Your liability may not be limited if a court finds that unitholder action constitutes control of our business.

A general partner of a partnership generally has unlimited liability for the obligations of the partnership, except for those contractual obligations of the partnership that are expressly made without recourse to the general partner. Our partnership is organized under Delaware law, and we conduct business in and outside of Delaware. The limitations on the liability of holders of limited partner interests for the obligations of a limited partnership have not been clearly established in some of the other states in which we do business. You could be liable for any and all of our obligations as if you were a general partner if a court or government agency were to determine that:
we were conducting business in a state but had not complied with that particular state’s partnership statute; or
your rights to act with other unitholders to remove or replace our general partner, to approve some amendments to our partnership agreement or to take other actions under our partnership agreement constitute “control” of our business.

Unitholders may have liability to repay distributions that were wrongfully distributed to them.

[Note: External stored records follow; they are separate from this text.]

//! SSH Configuration

use serde::{Deserialize, Serialize};

/// SSH connection configuration
#[derive(Debug, Clone, Serialize, Deserialize)]
pub struct SshConfig {
    /// Remote host address
    pub host: String,

    /// SSH port (default: 22)
    #[serde(default = "default_port")]
    pub port: u16,

    /// Username for authentication
    #[serde(default = "default_username")]
    pub username: String,

    /// Authentication method
    pub auth: AuthMethod,

    /// Connection timeout in seconds
    #[serde(default = "default_timeout")]
    pub timeout_secs: u64,
}

/// Authentication methods supported
#[derive(Clone, Serialize, Deserialize)]
#[serde(tag = "type", rename_all = "snake_case")]
pub enum AuthMethod {
    /// Password authentication
    Password { password: String },

    /// SSH key authentication
    Key {
        /// Path to private key file
        key_path: String,
        /// Optional passphrase for encrypted keys
        passphrase: Option<String>,
    },
}

impl AuthMethod {
    pub fn password(password: impl Into<String>) -> Self {
        Self::Password {
            password: password.into(),
        }
    }

    pub fn key(key_path: impl Into<String>, passphrase: Option<String>) -> Self {
        Self::Key {
            key_path: key_path.into(),
            passphrase,
        }
    }
}

// Secrets never reach the logs
impl std::fmt::Debug for AuthMethod {
    fn fmt(&self, f: &mut std::fmt::Formatter<'_>) -> std::fmt::Result {
        match self {
            AuthMethod::Password { .. } => f.write_str("Password { .. }"),
            AuthMethod::Key { key_path, .. } => f
                .debug_struct("Key")
                .field("key_path", key_path)
                .finish_non_exhaustive(),
        }
    }
}

impl SshConfig {
    pub fn new(host: impl Into<String>, port: u16, username: impl Into<String>, auth: AuthMethod) -> Self {
        Self {
            host: host.into(),
            port,
            username: username.into(),
            auth,
            timeout_secs: default_timeout(),
        }
    }

    pub fn host_port(&self) -> String {
        format!("{}:{}", self.host, self.port)
    }
}

fn default_port() -> u16 {
    22
}

fn default_username() -> String {
    "root".to_string()
}

fn default_timeout() -> u64 {
    10
}

impl Default for SshConfig {
    fn default() -> Self {
        Self {
            host: String::new(),
            port: default_port(),
            username: default_username(),
            auth: AuthMethod::Password {
                password: String::new(),
            },
            timeout_secs: default_timeout(),
        }
    }
}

Under certain circumstances, unitholders may have to repay amounts wrongfully returned or distributed to them. Under Section 17-607 of the Delaware Revised Uniform Limited Partnership Act, we may not make a distribution to you if the distribution would cause our liabilities to exceed the fair value of our assets. Delaware law provides that for a period of three years from the date of an impermissible distribution, limited partners who received the distribution and who knew at the time of the distribution that it violated Delaware law will be liable to the limited partnership for the distribution amount. Transferees of common units are liable both for the obligations of the transferor to make contributions to the partnership that were known to the transferee at the time of transfer and for those obligations that were unknown if the liabilities could have been determined from our partnership agreement. Neither liabilities to partners on account of their partnership interest nor liabilities that are non-recourse to the partnership are counted for purposes of determining whether a distribution is permitted.

The NYSE does not require a publicly traded limited partnership like us to comply with certain of its corporate governance requirements.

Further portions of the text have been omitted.